Task description - Every line of the following records that includes "HashError" should be copied.

[Source records]
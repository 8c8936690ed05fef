//! File access for the decode path.
//!
//! Only a short header is read to sniff the format. The full contents are
//! loaded after that, and only for formats decoded from memory: large files
//! are memory-mapped, small ones read into a buffer.

use crate::error::HashError;
use memmap2::Mmap;
use std::fs::File;
use std::io::Read;
use std::path::Path;

/// Bytes read for format sniffing. Covers an `ftyp` box with eleven
/// compatible brands and every magic number `image` checks.
pub const HEADER_LEN: u64 = 64;

/// Minimum file size to use memory-mapped I/O (1MB)
const MMAP_THRESHOLD: u64 = 1024 * 1024;

fn read_error(path: &Path, e: std::io::Error) -> HashError {
    HashError::DecodeError {
        path: path.to_path_buf(),
        reason: format!("cannot read image data: {}", e),
    }
}

/// Read at most [`HEADER_LEN`] bytes from the start of the file
pub fn read_header(path: &Path) -> Result<Vec<u8>, HashError> {
    let file = File::open(path).map_err(|e| read_error(path, e))?;
    let mut header = Vec::with_capacity(HEADER_LEN as usize);
    file.take(HEADER_LEN)
        .read_to_end(&mut header)
        .map_err(|e| read_error(path, e))?;
    Ok(header)
}

/// Read the whole file, memory-mapping it when it is large.
pub fn read_file_bytes(path: &Path) -> Result<FileBytes, HashError> {
    let mut file = File::open(path).map_err(|e| read_error(path, e))?;
    let len = file.metadata().map_err(|e| read_error(path, e))?.len();

    if len >= MMAP_THRESHOLD {
        // SAFETY: the map is only read and does not outlive this decode.
        let mmap = unsafe { Mmap::map(&file) }.map_err(|e| read_error(path, e))?;
        Ok(FileBytes::Mmap(mmap))
    } else {
        let mut bytes = Vec::with_capacity(len as usize);
        file.read_to_end(&mut bytes).map_err(|e| read_error(path, e))?;
        Ok(FileBytes::Vec(bytes))
    }
}

/// File bytes that may be either owned or memory-mapped.
pub enum FileBytes {
    Vec(Vec<u8>),
    Mmap(Mmap),
}

impl AsRef<[u8]> for FileBytes {
    fn as_ref(&self) -> &[u8] {
        match self {
            FileBytes::Vec(v) => v,
            FileBytes::Mmap(m) => m,
        }
    }
}

impl std::ops::Deref for FileBytes {
    type Target = [u8];

    fn deref(&self) -> &Self::Target {
        self.as_ref()
    }
}

#[cfg(test)]
mod tests {
    use super::*;
    use std::fs;
    use tempfile::TempDir;

    #[test]
    fn header_is_capped() {
        let dir = TempDir::new().unwrap();
        let path = dir.path().join("clip.mov");
        fs::write(&path, vec![0xAB; 4096]).unwrap();

        let header = read_header(&path).unwrap();
        assert_eq!(header.len(), HEADER_LEN as usize);
    }

    #[test]
    fn short_file_header_is_whole_file() {
        let dir = TempDir::new().unwrap();
        let path = dir.path().join("tiny.bin");
        fs::write(&path, b"abc").unwrap();

        assert_eq!(read_header(&path).unwrap(), b"abc");
    }

    #[test]
    fn small_files_are_buffered_and_large_files_mapped() {
        let dir = TempDir::new().unwrap();
        let small = dir.path().join("small.bin");
        let large = dir.path().join("large.bin");
        fs::write(&small, vec![1u8; 100]).unwrap();
        fs::write(&large, vec![2u8; MMAP_THRESHOLD as usize + 10]).unwrap();

        let small_bytes = read_file_bytes(&small).unwrap();
        assert!(matches!(small_bytes, FileBytes::Vec(_)));
        assert_eq!(small_bytes.len(), 100);

        let large_bytes = read_file_bytes(&large).unwrap();
        assert!(matches!(large_bytes, FileBytes::Mmap(_)));
        assert_eq!(large_bytes.len(), MMAP_THRESHOLD as usize + 10);
        assert!(large_bytes.iter().all(|&b| b == 2));
    }

    #[test]
    fn missing_file_is_a_decode_error() {
        assert!(matches!(
            read_header(Path::new("/nonexistent/a.jpg")),
            Err(HashError::DecodeError { .. })
        ));
    }
}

Problem solution -
use crate::error::HashError;
fn read_error(path: &Path, e: std::io::Error) -> HashError {
    HashError::DecodeError {
pub fn read_header(path: &Path) -> Result<Vec<u8>, HashError> {
pub fn read_file_bytes(path: &Path) -> Result<FileBytes, HashError> {
            Err(HashError::DecodeError { .. })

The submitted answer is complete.